Опыт диссидентства. Опыт сам– и тамиздата. Литература (на минуточку – Александр Солженицын, «Новый мир» Александра Твардовского). Философия 1960—1970-х (от Александра Зиновьева и Эвальда Ильенкова до Владимира Кормера и Мераба Мамардашвили; круг журналов «Вопросы философии» и «Проблемы мира и социализма»), социология тех же лет (от Бориса Грушина и Юрия Левады до Татьяны Заславской и Бориса Фирсова). Экономические кружки 1980-х (ленинградско-московская школа) – те люди, которые потом делали рыночные реформы.
Самое страшное для режима дело – люди думали, учились сами и просвещали других. Думать – ключевой глагол. Мышление – ключевое существительное.
Это же классика, исторический анекдот о линчевании Эвальда Ильенкова перед изгнанием с философского факультета МГУ: «Куда они нас тащат? Они нас тащат в область мышления!» Голос из зала: «Вас туда не затащишь!»
Так вот, как только заканчивается мышление – заканчивается все. Начинаются деградация и архаизация массового и элитарного сознания.
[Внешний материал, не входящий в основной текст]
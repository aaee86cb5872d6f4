pub mod dashboards;
pub mod sales;
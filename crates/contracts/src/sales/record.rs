use chrono::NaiveDate;
use serde::{Deserialize, Serialize};

/// One transaction as returned by the sales API.
///
/// Field names follow the remote JSON schema verbatim (the API speaks
/// Portuguese); the purchase date travels as a `DD/MM/YYYY` string.
#[derive(Debug, Clone, PartialEq, Serialize, Deserialize)]
pub struct SalesRecord {
    #[serde(rename = "Produto")]
    pub product: String,

    #[serde(rename = "Categoria do Produto")]
    pub category: String,

    #[serde(rename = "Preço")]
    pub price: f64,

    #[serde(rename = "Frete")]
    pub freight: f64,

    #[serde(rename = "Data da Compra", with = "purchase_date")]
    pub purchase_date: NaiveDate,

    #[serde(rename = "Vendedor")]
    pub seller: String,

    #[serde(rename = "Local da compra")]
    pub state: String,

    #[serde(rename = "Avaliação da compra")]
    pub rating: u8,

    #[serde(rename = "Tipo de pagamento")]
    pub payment_type: String,

    #[serde(rename = "Quantidade de parcelas")]
    pub installments: u32,

    pub lat: f64,
    pub lon: f64,
}

/// Serde adapter for the API's `DD/MM/YYYY` purchase-date strings.
pub mod purchase_date {
    use chrono::NaiveDate;
    use serde::{self, Deserialize, Deserializer, Serializer};

    const FORMAT: &str = "%d/%m/%Y";

    pub fn serialize<S>(date: &NaiveDate, serializer: S) -> Result<S::Ok, S::Error>
    where
        S: Serializer,
    {
        serializer.serialize_str(&date.format(FORMAT).to_string())
    }

    pub fn deserialize<'de, D>(deserializer: D) -> Result<NaiveDate, D::Error>
    where
        D: Deserializer<'de>,
    {
        let s = String::deserialize(deserializer)?;
        NaiveDate::parse_from_str(&s, FORMAT).map_err(serde::de::Error::custom)
    }
}

#[cfg(test)]
mod tests {
    use super::*;

    const SAMPLE: &str = r#"{
        "Produto": "Corda de pular",
        "Categoria do Produto": "esporte e lazer",
        "Preço": 42.79,
        "Frete": 6.08,
        "Data da Compra": "01/01/2020",
        "Vendedor": "Thiago Silva",
        "Local da compra": "BA",
        "Avaliação da compra": 4,
        "Tipo de pagamento": "cartao_credito",
        "Quantidade de parcelas": 2,
        "lat": -13.29,
        "lon": -41.71
    }"#;

    #[test]
    fn parses_api_payload() {
        let record: SalesRecord = serde_json::from_str(SAMPLE).unwrap();
        assert_eq!(record.product, "Corda de pular");
        assert_eq!(record.category, "esporte e lazer");
        assert_eq!(record.price, 42.79);
        assert_eq!(record.seller, "Thiago Silva");
        assert_eq!(record.state, "BA");
        assert_eq!(
            record.purchase_date,
            NaiveDate::from_ymd_opt(2020, 1, 1).unwrap()
        );
    }

    #[test]
    fn date_round_trips_in_api_format() {
        let record: SalesRecord = serde_json::from_str(SAMPLE).unwrap();
        let json = serde_json::to_value(&record).unwrap();
        assert_eq!(json["Data da Compra"], "01/01/2020");
        let back: SalesRecord = serde_json::from_value(json).unwrap();
        assert_eq!(back, record);
    }

    #[test]
    fn rejects_iso_dates() {
        let mut value: serde_json::Value = serde_json::from_str(SAMPLE).unwrap();
        value["Data da Compra"] = serde_json::json!("2020-01-01");
        assert!(serde_json::from_value::<SalesRecord>(value).is_err());
    }
}
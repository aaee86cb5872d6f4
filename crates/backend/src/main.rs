pub mod api;
pub mod dashboards;
pub mod shared;

#[tokio::main]
async fn main() -> anyhow::Result<()> {
    use axum::body::Body;
    use axum::http::{header, Method, Request};
    use axum::middleware::{self, Next};
    use axum::response::Response;
    use axum::{routing::get, Router};
    use std::net::SocketAddr;
    use tokio::net::TcpListener;
    use tower_http::cors::{Any, CorsLayer};
    use tower_http::services::ServeDir;
    use tracing_subscriber::{layer::SubscriberExt, util::SubscriberInitExt};

    let log_dir = std::path::Path::new("target").join("logs");
    std::fs::create_dir_all(&log_dir)?;

    let log_file_path = log_dir.join("backend.log");
    let log_file = std::fs::OpenOptions::new()
        .create(true)
        .append(true)
        .open(log_file_path)?;

    tracing_subscriber::registry()
        .with(tracing_subscriber::EnvFilter::new(
            std::env::var("RUST_LOG").unwrap_or_else(|_| "info".into()),
        ))
        .with(tracing_subscriber::fmt::layer())
        .with(
            tracing_subscriber::fmt::layer()
                .with_writer(std::sync::Arc::new(log_file))
                .with_ansi(false),
        )
        .init();

    // Request log line: time | latency | status | method path
    async fn request_logger(req: Request<Body>, next: Next) -> Response {
        let start = std::time::Instant::now();
        let method = req.method().clone();
        let path = req.uri().path().to_string();

        let response = next.run(req).await;

        let status = response.status().as_u16();
        let color_code = if status == 200 { "36" } else { "33" };
        println!(
            "\x1b[{}m{}\x1b[0m | {:>5}ms | {} {:>6} {}",
            color_code,
            chrono::Utc::now().format("%H:%M:%S"),
            start.elapsed().as_millis(),
            status,
            method,
            path
        );

        response
    }

    let config = shared::config::load_config()?;
    shared::sales_api::init_client(&config.sales_api)?;

    let cors = CorsLayer::new()
        .allow_origin(Any)
        .allow_methods([Method::GET, Method::OPTIONS])
        .allow_headers([header::CONTENT_TYPE, header::ACCEPT]);

    let app = Router::new()
        .route("/health", get(|| async { "ok" }))
        .route(
            "/api/d100/sales_overview",
            get(api::handlers::d100_sales_overview::get_sales_overview),
        )
        .fallback_service(ServeDir::new("dist"))
        .layer(middleware::from_fn(request_logger))
        .layer(cors);

    let addr: SocketAddr = ([0, 0, 0, 0], config.server.port).into();

    tracing::info!("Attempting to bind server to http://{}", addr);
    let listener = match TcpListener::bind(addr).await {
        Ok(listener) => {
            tracing::info!("Server successfully bound to {}", addr);
            listener
        }
        Err(e) => {
            if e.kind() == std::io::ErrorKind::AddrInUse {
                tracing::error!(
                    "Error: Port {} is already in use. Please ensure no other process is using this port.",
                    config.server.port
                );
            } else {
                tracing::error!("Failed to bind to port {}. Error: {}", config.server.port, e);
            }
            return Err(e.into());
        }
    };

    axum::serve(listener, app).await?;

    Ok(())
}
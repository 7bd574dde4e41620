//! Result and pagination types.

mod pagination;

pub use pagination::{PaginatedRequest, PaginatedResponse, QueryPage};
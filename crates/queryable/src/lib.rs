//! Typed queries for OData-style search and table services
//!
//! This crate turns predicate trees built in Rust into the boolean filter
//! grammar spoken by managed search-index and table-storage services, and
//! packages the filter together with ordering, projection and paging into
//! an immutable query descriptor that a provider executes.
//!
//! # Architecture
//!
//! - [`expr`] - Predicate trees, literal values and enumeration descriptors
//! - [`metadata`] - Entity metadata tables, the metadata cache and field resolution
//! - [`compiler`] - The filter compiler and its pluggable literal rules
//! - [`query`] - The query factory and copy-on-write descriptors
//! - [`core`] - The provider trait and paged streaming
//! - [`types`] - Result pages and offset pagination
//! - [`backends`] - Search-service and table-storage dialects
//! - [`config`] - Settings and container-name indirection
//! - [`error`] - Error types for all operations
//!
//! # Quick Start
//!
//! ```
//! use std::sync::Arc;
//! use odata_queryable::metadata::{Entity, EntityMetadata, FieldMetadata};
//! use odata_queryable::{DataSettings, QueryContext};
//!
//! struct User;
//!
//! impl Entity for User {
//!     fn metadata() -> EntityMetadata {
//!         EntityMetadata::new("User")
//!             .with_container("%UsersIndex%")
//!             .with_field(FieldMetadata::new("Age").renamed("age"))
//!             .with_field(FieldMetadata::new("Country").renamed("country"))
//!     }
//! }
//!
//! let settings = DataSettings::default().with_name("UsersIndex", "users");
//! let context = Arc::new(QueryContext::search(settings));
//!
//! let adults = context
//!     .query::<User>()
//!     .filter_by(|u| u.field("Age").ge(18).and(u.field("Country").eq("US")))
//!     .unwrap()
//!     .order_by_descending("Age")
//!     .take(10)
//!     .unwrap();
//!
//! assert_eq!(
//!     adults.filter_string(),
//!     Some("((age ge 18) and (country eq 'US'))")
//! );
//! assert_eq!(adults.order(), ["age desc"]);
//! ```
//!
//! # Dialects
//!
//! | Dialect | Compiler | Date literal | 64-bit integer |
//! |---------|----------|--------------|----------------|
//! | OData | [`FilterCompiler::odata`](compiler::FilterCompiler::odata) | `'2020-01-01T00:00:00Z'` | `5` |
//! | Search | [`FilterCompiler::search`](compiler::FilterCompiler::search) | `2020-01-01T00:00:00Z` | `5` |
//! | Table | [`FilterCompiler::table`](compiler::FilterCompiler::table) | `datetime'2020-01-01T00:00:00Z'` | `5L` |

#![warn(missing_docs)]
#![warn(rustdoc::missing_crate_level_docs)]

pub mod backends;
pub mod compiler;
pub mod config;
pub mod core;
pub mod error;
pub mod expr;
pub mod metadata;
pub mod query;
pub mod types;

// Re-export commonly used types at crate root
pub use config::DataSettings;
pub use error::{QueryError, QueryResult};
pub use expr::{Expr, Param, Predicate, Value};
pub use query::{QueryContext, Queryable};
Почему не работает экономическая политика? Потому что экономической политике предшествует – нет, не демократия – политическое мышление. Попытки поиска правильного решения – одновременно нравственного и основанного на извлечении знания – не могут привести к той структуре государственных расходов, которая есть сегодня, к созданию государственных корпоративных монстров, к рукотворной инфляции, стремящейся к двузначным числам.
Сейчас нет саморефлексии нации. Поэтому власть может не беспокоиться – революции не будет. Чтобы она состоялась, недостаточно выйти на улицу. Даже миллионам, как это было в эпоху «бархатных революций». Выходу на улицу, меняющему страну и мир, предшествует кропотливая интеллектуальная и нравственная работа, как в Чехословакии, СССР, Польше, Венгрии примерно в течение двух десятков лет. И, к сожалению, всякий раз эту работу приходится проделывать заново, раз конформизм приводит к тому, что она прекращается.
«Модернизация» Дмитрия Медведева не потянула на «пражскую весну». «Болотные» митинги не дотянули до «бархатной революции».
Наследуют ли «бархатным революциям» «цветные»? И да, и нет.
Наследуют, потому что и то и другое – революции. Наследуют, потому что и те и другие революции – это продолжение распада империи и ее окрестностей. Ведь империи не разваливаются одномоментно просто оттого, что кто-то объявил себя независимым от кого-то или разрушил Берлинскую стену. Это не конец процесса, который «пошел» по Горбачеву. Это начало процесса и новой истории. Жизнь истории после ее «смерти» – падения коммунизма.
Наследуют, потому что, по определению Юргена Хабермаса, это «революции обратной перемотки». Есть «догоняющее развитие», а есть «догоняющие революции»: то, что не было доделано после революций рубежа 1980—1990-х, наверстывается последующими революционными волнами. Это своего рода повторная модернизация: когда власти хочется вручить стартовый пистолет, чтобы она уже хотя бы что-нибудь сделала, перестав пилить недопиленное, иной раз приходится выйти на улицу.